27114335 - pouring water on a glass on white background

今年は早々に雪が降ったので、早くに冬が来たように思います。
少し前まで熱中症で倒れないように水分補給に随分力を入れていたのに、寒くなると急に水を飲まないという方も多いのではないでしょうか。

冬でも必要な水分量は変わりません。
私たちの身体の60%は水分だと言われています。要らない老廃物を排泄したり、栄養素を運んだり、体温調節をしたりと身体のなかで重要なはたらきをしています。腎臓を通過しているのが1.8 ℓ 、汗や尿として外へと排出されるのが2.5ℓと言われていますので、体内で目まぐるしく水分が動いているのかが分かります。排出されている分、食事や飲料水から2.5ℓ摂取してバランスをとっています。そのため私たちが水分として飲む量としては一日1~1.5ℓが必要になります。

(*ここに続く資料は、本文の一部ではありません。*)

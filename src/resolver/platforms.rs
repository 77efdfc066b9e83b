// src/resolver/platforms.rs

//! Target platform set derivation and joint multi-platform resolution
//!
//! Every package name must resolve to a single version across all target
//! platforms. A sequential negotiation solve (on the generic target when
//! present, because only it is limited to source-form candidates available
//! everywhere) fixes one version per name; the remaining targets then solve
//! in parallel with those versions pinned, each picking its best platform
//! variant of the pinned version. A pin a target cannot satisfy gets banned
//! and negotiation re-runs on the next-best version common to all targets.

use crate::error::{Error, Result};
use crate::index::{CandidateIndex, Dependency};
use crate::platform::Platform;
use crate::runtime::RuntimeEnv;
use crate::version::{Requirement, Version};
use rayon::prelude::*;
use std::collections::{BTreeMap, BTreeSet};
use tracing::{debug, warn};

use super::conflict::ConflictTrace;
use super::engine::{Assignment, CancelToken, Resolution, Solver};

/// Negotiation attempts before giving up on converging a shared version set.
const MAX_NEGOTIATIONS: usize = 32;

/// Result of a joint solve over every target platform.
#[derive(Debug)]
pub struct JointResolution {
    pub assignments: BTreeMap<Platform, Assignment>,
    /// Targets dropped because nothing resolves for them.
    pub dropped: Vec<Platform>,
}

/// Compute the target platforms to solve for.
///
/// The previously locked set plus explicit additions, minus explicit
/// removals. The running platform is always a target unless resolution is
/// forced to the generic marker. The generic marker itself is kept as a
/// tentative target (joint resolution drops it if it fails) except when a
/// previous lock already excludes it.
pub fn derive_targets(
    previous: &[Platform],
    added: &[Platform],
    removed: &[Platform],
    running: &Platform,
    force_generic: bool,
    had_previous: bool,
) -> Vec<Platform> {
    let mut targets: Vec<Platform> = Vec::new();
    let mut push = |targets: &mut Vec<Platform>, platform: Platform| {
        if !targets.contains(&platform) {
            targets.push(platform);
        }
    };

    for platform in previous.iter().chain(added) {
        push(&mut targets, platform.clone());
    }
    if force_generic {
        push(&mut targets, Platform::Generic);
    } else {
        push(&mut targets, running.clone());
    }
    if !had_previous || previous.contains(&Platform::Generic) {
        push(&mut targets, Platform::Generic);
    }
    targets.retain(|platform| !removed.contains(platform));

    // Generic first: it negotiates the shared versions.
    targets.sort_by_key(|platform| (!platform.is_generic(), platform.to_string()));
    targets
}

/// Solve every target platform under the single-version-per-name rule.
///
/// `soft_pins` are requirements carried over from a previous lock.
/// `requested` targets escalate to a hard failure when they cannot resolve;
/// any other failing target is dropped with a warning.
pub fn resolve_joint(
    index: &CandidateIndex,
    runtime: &RuntimeEnv,
    roots: &[Dependency],
    soft_pins: &[(String, Requirement)],
    targets: &[Platform],
    requested: &BTreeSet<Platform>,
    cancel: Option<&CancelToken>,
) -> Result<JointResolution> {
    let mut active: Vec<Platform> = targets.to_vec();
    let mut dropped: Vec<Platform> = Vec::new();
    let mut banned: BTreeMap<String, BTreeSet<Version>> = BTreeMap::new();
    let mut agreement_pins: Vec<(String, Requirement)> = Vec::new();
    let mut last_trace: Option<ConflictTrace> = None;

    for attempt in 0..MAX_NEGOTIATIONS {
        let Some(negotiator) = active.first().cloned() else {
            return Err(match last_trace {
                Some(trace) => Error::Unsatisfiable(trace),
                None => Error::Source("no target platform remains to solve for".to_string()),
            });
        };

        let mut pins: Vec<(String, Requirement)> = soft_pins.to_vec();
        pins.extend(agreement_pins.iter().cloned());
        for (name, versions) in &banned {
            for version in versions {
                pins.push((name.clone(), Requirement::excluding(version)));
            }
        }

        debug!(
            attempt,
            negotiator = %negotiator,
            targets = active.len(),
            "negotiating shared versions"
        );
        let negotiated = solve_one(index, runtime, &negotiator, roots, &pins, cancel);
        let negotiated = match negotiated {
            Resolution::Cancelled => return Err(Error::Cancelled),
            Resolution::Conflict(trace) => {
                if requested.contains(&negotiator) {
                    return Err(Error::Unsatisfiable(trace));
                }
                warn!(platform = %negotiator, "no valid assignment for platform, dropping it");
                last_trace = Some(trace);
                dropped.push(negotiator.clone());
                active.retain(|t| *t != negotiator);
                continue;
            }
            Resolution::Solved(assignment) => assignment,
        };

        // Replay the negotiated versions as pins for the remaining targets.
        let mut fixed = pins.clone();
        for (name, candidate) in &negotiated {
            fixed.push((name.clone(), Requirement::exact(&candidate.version)));
        }

        let rest: Vec<Platform> = active.iter().skip(1).cloned().collect();
        let results: Vec<(Platform, Resolution)> = rest
            .par_iter()
            .map(|target| {
                (
                    target.clone(),
                    solve_one(index, runtime, target, roots, &fixed, cancel),
                )
            })
            .collect();

        let mut assignments: BTreeMap<Platform, Assignment> = BTreeMap::new();
        assignments.insert(negotiator.clone(), negotiated);
        let mut renegotiate = false;
        for (target, resolution) in results {
            match resolution {
                Resolution::Cancelled => return Err(Error::Cancelled),
                Resolution::Solved(assignment) => {
                    assignments.insert(target, assignment);
                }
                Resolution::Conflict(trace) => {
                    let pinned_version = assignments
                        .get(&negotiator)
                        .and_then(|a| a.get(&trace.unresolved))
                        .map(|c| c.version.clone());
                    // Banning the pinned version only helps when the target
                    // could use some other version of the name; a name with
                    // no variant for this target at all is a platform gap.
                    let other_version_exists = index
                        .candidates(&trace.unresolved)
                        .iter()
                        .any(|c| c.platform.compatible(&target));
                    if let (Some(version), true) = (pinned_version, other_version_exists) {
                        // The negotiated version does not exist for this
                        // target; let it vary and fall back to the next-best
                        // version common to all platforms.
                        debug!(
                            platform = %target,
                            name = %trace.unresolved,
                            version = %version,
                            "pinned version unavailable, renegotiating"
                        );
                        banned.entry(trace.unresolved.clone()).or_default().insert(version);
                        last_trace = Some(trace);
                        renegotiate = true;
                        break;
                    } else if requested.contains(&target) {
                        return Err(Error::Unsatisfiable(trace));
                    } else {
                        warn!(platform = %target, "no valid assignment for platform, dropping it");
                        last_trace = Some(trace);
                        dropped.push(target.clone());
                        active.retain(|t| *t != target);
                    }
                }
            }
        }
        if renegotiate {
            continue;
        }

        // Names the negotiator never saw (platform-restricted subtrees) may
        // still disagree between the other targets.
        if let Some((name, version)) = version_disagreement(&assignments) {
            debug!(name = %name, version = %version, "cross-platform version disagreement, pinning");
            agreement_pins.push((name, Requirement::exact(&version)));
            continue;
        }

        return Ok(JointResolution {
            assignments,
            dropped,
        });
    }

    Err(match last_trace {
        Some(trace) => Error::Unsatisfiable(trace),
        None => Error::Source("version negotiation did not converge".to_string()),
    })
}

fn solve_one(
    index: &CandidateIndex,
    runtime: &RuntimeEnv,
    target: &Platform,
    roots: &[Dependency],
    pins: &[(String, Requirement)],
    cancel: Option<&CancelToken>,
) -> Resolution {
    let mut solver = Solver::new(index, runtime, target.clone());
    if let Some(token) = cancel {
        solver = solver.with_cancel(token.clone());
    }
    solver.solve(roots, pins)
}

/// First name (in deterministic order) chosen at different versions by
/// different targets, together with the lowest of those versions; the lowest
/// is the best bet for a version every target can satisfy.
fn version_disagreement(
    assignments: &BTreeMap<Platform, Assignment>,
) -> Option<(String, Version)> {
    let mut seen: BTreeMap<&String, BTreeSet<&Version>> = BTreeMap::new();
    for assignment in assignments.values() {
        for (name, candidate) in assignment {
            seen.entry(name).or_default().insert(&candidate.version);
        }
    }
    seen.into_iter()
        .find(|(_, versions)| versions.len() > 1)
        .and_then(|(name, versions)| {
            versions
                .first()
                .map(|lowest| (name.clone(), (*lowest).clone()))
        })
}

今年もインフルエンザやノロウィルスが流行すると考えられます。
しっかりとうがい・手洗いをするといった予防方法がありますが、水分も有効な予防になります。一年を通して乾燥が厳しくなる季節です。ウィルスにとっては非常に活動しやすい時期なのです。ウィルスが体内に入ってきたとき、通常は鼻や気道の粘膜に生えている線毛によって集められ、咳や痰と一緒に身体の外へと出されるシステムになっています。これによってウィルスが粘膜に付着して増えるのを防いでいます。しかし、乾燥している状態では、線毛の動きが鈍くなります。線毛と線毛の間には液体成分があるのですが、身体の水分量によって液体成分が少なくなってしまったり、粘膜がより粘度を増してしまうことでウィルスが付着しやすくなります。身体にウィルスを寄せ付けないためにも冬にこそ水分が必要になるのです。

一年の最後の月を迎えました。水分をしっかり補給して、新しい年を元気に迎えたいと思います。